[INSTRUCTIONS TO FOLLOW]
Pull every line containing "been" from the listing.

[DATASET RECORDS]
□ □ □ □ □

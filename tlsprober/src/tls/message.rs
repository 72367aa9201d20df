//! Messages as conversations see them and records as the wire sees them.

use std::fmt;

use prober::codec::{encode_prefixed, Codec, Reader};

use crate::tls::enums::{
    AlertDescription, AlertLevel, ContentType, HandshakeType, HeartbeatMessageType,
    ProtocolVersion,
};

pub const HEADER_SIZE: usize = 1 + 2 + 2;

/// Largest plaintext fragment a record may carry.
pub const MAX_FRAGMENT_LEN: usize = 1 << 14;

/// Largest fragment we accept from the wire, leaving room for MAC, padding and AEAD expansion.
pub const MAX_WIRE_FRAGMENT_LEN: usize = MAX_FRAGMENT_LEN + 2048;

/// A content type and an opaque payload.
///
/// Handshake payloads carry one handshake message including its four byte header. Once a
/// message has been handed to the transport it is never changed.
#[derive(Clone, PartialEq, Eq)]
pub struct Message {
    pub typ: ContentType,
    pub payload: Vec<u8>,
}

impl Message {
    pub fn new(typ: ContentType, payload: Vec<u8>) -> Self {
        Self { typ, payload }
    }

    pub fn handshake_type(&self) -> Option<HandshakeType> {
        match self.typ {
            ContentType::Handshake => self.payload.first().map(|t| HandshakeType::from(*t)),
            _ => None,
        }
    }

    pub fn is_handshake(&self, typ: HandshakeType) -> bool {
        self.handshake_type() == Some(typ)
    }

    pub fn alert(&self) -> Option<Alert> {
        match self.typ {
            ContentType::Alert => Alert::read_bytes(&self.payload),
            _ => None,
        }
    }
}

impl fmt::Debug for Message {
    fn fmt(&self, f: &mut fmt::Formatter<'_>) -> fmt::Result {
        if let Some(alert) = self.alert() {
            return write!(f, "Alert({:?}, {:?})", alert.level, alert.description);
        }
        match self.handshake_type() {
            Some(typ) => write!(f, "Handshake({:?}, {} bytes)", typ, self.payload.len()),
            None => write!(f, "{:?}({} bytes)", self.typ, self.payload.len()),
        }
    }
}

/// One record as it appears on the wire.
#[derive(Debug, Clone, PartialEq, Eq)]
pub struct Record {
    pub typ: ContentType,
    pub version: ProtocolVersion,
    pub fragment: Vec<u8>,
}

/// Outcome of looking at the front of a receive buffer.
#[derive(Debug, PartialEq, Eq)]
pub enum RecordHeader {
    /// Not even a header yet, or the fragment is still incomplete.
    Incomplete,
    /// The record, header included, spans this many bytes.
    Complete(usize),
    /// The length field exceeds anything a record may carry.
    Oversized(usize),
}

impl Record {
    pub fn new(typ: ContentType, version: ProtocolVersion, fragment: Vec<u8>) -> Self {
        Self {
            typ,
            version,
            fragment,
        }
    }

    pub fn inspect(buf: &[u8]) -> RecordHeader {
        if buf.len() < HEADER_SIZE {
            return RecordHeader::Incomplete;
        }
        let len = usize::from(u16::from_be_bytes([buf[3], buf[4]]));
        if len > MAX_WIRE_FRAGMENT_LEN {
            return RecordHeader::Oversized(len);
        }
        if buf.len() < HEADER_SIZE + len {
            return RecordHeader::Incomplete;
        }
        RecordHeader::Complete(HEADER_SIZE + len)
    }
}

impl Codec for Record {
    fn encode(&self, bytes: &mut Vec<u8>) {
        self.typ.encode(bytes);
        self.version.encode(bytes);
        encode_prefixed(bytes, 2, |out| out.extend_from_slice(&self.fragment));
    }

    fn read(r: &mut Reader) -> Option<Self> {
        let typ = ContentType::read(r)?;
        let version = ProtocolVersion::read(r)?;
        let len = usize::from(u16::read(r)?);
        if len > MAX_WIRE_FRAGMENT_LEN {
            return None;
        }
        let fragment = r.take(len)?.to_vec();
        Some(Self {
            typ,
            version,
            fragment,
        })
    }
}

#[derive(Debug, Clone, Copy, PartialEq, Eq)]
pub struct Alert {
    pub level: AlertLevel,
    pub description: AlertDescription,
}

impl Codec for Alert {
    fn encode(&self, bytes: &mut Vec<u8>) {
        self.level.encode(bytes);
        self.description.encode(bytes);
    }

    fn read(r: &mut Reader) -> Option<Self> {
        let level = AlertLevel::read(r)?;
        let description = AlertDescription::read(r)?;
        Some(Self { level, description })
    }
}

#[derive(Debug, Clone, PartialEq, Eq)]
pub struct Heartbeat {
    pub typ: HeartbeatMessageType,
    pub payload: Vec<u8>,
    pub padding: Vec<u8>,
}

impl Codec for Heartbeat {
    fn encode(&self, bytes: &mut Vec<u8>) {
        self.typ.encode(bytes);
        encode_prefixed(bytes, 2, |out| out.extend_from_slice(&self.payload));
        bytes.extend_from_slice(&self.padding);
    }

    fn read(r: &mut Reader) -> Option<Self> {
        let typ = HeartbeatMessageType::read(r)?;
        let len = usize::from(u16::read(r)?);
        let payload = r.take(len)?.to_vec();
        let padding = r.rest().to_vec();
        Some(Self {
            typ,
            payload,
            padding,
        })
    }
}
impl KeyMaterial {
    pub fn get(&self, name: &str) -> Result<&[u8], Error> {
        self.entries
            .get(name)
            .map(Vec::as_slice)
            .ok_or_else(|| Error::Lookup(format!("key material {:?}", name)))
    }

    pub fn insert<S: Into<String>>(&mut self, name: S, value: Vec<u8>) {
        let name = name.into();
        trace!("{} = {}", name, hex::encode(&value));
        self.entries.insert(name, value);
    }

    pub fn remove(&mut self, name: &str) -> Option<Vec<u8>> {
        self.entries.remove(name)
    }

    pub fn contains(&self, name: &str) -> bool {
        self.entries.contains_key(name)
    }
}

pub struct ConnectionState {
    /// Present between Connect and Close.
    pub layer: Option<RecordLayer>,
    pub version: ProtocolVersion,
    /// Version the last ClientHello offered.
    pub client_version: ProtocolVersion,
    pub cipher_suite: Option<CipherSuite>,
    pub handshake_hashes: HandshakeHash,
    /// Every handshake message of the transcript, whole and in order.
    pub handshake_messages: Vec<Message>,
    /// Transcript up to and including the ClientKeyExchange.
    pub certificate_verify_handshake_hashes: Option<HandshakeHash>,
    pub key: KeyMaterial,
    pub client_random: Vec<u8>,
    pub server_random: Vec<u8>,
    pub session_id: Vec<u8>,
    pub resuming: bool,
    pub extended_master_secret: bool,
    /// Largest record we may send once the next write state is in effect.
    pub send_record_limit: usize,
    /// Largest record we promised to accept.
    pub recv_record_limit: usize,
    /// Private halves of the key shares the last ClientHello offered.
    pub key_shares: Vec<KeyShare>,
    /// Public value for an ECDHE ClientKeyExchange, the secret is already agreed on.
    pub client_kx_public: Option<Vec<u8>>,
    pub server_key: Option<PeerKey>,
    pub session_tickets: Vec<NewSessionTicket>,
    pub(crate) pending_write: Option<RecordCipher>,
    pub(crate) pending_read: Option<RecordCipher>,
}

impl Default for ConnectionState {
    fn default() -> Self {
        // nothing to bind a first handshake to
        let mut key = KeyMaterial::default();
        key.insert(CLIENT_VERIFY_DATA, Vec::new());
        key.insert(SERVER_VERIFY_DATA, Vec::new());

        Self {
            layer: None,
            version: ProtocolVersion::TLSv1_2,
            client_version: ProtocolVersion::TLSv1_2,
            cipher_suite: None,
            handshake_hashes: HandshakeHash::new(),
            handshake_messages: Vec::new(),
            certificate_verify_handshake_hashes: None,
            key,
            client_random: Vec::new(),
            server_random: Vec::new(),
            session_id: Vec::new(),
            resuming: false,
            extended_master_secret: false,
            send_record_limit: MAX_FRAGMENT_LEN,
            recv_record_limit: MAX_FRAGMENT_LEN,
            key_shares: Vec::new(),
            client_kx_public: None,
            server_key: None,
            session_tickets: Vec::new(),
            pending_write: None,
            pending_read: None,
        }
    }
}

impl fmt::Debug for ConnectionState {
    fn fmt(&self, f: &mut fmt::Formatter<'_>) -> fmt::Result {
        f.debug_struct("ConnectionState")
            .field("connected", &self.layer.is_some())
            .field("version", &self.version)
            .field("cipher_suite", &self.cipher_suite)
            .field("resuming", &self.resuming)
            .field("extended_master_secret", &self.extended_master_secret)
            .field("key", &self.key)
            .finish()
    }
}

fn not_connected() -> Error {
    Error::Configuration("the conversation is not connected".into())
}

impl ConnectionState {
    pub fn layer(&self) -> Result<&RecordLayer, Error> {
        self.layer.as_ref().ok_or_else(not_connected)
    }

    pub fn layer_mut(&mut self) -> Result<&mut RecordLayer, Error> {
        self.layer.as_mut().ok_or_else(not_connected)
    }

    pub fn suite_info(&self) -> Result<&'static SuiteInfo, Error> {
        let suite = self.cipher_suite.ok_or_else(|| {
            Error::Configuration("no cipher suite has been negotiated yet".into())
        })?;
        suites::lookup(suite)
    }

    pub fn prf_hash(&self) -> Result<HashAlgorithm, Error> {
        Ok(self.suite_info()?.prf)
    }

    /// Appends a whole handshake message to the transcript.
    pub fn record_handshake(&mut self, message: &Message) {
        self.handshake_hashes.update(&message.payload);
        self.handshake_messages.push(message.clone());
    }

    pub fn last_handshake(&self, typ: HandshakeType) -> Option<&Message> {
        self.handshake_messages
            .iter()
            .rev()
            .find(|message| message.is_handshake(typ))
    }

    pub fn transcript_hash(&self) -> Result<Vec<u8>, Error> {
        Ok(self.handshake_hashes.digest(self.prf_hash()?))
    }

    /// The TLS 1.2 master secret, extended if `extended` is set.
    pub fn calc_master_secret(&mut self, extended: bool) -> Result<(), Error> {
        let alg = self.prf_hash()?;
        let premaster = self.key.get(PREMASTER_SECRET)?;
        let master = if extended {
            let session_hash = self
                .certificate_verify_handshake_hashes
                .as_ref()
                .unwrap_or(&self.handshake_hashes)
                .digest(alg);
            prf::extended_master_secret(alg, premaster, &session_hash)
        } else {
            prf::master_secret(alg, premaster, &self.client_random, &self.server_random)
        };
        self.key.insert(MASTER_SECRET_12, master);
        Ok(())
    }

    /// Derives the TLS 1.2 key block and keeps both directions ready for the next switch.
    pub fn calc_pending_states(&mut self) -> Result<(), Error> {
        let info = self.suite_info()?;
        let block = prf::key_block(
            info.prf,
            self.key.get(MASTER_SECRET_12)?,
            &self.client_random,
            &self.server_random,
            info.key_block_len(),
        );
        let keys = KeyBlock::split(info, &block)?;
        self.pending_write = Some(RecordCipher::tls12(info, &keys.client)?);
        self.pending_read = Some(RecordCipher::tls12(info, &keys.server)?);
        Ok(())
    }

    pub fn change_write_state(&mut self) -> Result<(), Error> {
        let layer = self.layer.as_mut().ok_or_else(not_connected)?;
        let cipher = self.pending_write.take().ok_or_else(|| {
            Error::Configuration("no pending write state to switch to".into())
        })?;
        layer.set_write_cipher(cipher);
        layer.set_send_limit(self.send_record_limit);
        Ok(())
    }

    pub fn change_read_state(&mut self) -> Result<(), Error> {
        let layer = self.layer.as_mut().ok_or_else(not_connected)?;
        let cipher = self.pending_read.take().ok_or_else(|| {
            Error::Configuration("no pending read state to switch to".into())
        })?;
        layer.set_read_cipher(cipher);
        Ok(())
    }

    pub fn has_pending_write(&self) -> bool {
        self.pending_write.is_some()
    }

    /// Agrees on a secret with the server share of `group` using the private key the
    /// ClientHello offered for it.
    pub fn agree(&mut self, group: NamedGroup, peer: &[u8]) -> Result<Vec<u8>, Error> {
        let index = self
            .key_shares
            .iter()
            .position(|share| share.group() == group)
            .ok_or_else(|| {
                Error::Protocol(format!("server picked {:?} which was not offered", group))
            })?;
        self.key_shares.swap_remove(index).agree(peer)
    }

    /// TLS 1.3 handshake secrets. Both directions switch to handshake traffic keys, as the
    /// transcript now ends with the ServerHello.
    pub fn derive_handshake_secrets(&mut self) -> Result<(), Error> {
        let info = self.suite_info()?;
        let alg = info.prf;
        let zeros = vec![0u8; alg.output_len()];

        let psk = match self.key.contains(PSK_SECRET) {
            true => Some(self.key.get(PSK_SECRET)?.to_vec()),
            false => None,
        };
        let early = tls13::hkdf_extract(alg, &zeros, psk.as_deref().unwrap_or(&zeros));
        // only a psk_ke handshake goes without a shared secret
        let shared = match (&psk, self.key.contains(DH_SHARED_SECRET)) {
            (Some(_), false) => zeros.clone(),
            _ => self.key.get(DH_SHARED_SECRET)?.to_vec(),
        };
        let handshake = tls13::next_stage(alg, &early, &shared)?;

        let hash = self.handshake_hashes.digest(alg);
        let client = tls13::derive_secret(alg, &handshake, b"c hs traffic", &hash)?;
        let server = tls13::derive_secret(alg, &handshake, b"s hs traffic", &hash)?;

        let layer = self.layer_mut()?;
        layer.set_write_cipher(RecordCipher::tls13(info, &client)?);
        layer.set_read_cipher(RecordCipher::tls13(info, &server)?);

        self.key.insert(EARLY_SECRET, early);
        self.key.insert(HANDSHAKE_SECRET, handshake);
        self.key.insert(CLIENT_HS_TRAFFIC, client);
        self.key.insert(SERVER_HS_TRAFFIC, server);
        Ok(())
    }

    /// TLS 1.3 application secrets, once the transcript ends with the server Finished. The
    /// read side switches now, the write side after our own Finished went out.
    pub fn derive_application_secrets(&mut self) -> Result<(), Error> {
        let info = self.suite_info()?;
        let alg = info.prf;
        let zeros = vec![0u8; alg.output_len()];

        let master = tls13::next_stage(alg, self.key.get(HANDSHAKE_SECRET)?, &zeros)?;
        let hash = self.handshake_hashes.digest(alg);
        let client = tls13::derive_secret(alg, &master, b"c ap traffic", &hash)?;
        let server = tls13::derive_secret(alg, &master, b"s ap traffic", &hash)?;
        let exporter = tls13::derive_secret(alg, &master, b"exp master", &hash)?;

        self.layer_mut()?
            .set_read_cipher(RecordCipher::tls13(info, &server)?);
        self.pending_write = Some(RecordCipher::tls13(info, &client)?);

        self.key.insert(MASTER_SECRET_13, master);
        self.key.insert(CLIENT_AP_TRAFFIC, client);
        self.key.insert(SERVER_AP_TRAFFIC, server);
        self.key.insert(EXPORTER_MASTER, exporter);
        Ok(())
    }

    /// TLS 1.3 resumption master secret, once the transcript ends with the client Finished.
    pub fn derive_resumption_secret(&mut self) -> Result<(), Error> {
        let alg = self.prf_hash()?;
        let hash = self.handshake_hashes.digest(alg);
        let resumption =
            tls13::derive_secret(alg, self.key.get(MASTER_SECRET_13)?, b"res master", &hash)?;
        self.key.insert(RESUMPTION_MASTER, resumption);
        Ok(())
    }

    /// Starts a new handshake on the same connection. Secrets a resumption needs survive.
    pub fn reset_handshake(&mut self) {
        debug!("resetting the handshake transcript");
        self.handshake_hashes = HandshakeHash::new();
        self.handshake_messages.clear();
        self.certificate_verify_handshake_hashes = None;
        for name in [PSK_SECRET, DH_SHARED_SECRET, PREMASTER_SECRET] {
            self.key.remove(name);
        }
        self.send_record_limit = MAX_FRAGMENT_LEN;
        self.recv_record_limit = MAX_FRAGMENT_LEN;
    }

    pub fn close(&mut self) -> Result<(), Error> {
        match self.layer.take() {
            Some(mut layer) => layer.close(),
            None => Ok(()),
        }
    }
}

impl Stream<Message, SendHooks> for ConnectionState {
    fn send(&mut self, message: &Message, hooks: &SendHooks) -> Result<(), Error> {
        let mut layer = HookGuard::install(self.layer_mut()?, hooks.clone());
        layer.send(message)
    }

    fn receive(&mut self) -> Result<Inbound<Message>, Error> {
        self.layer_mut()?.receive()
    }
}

□ □ □ □ □

[FINISHED EXERCISE]
/// message has been handed to the transport it is never changed.
            Error::Configuration("no cipher suite has been negotiated yet".into())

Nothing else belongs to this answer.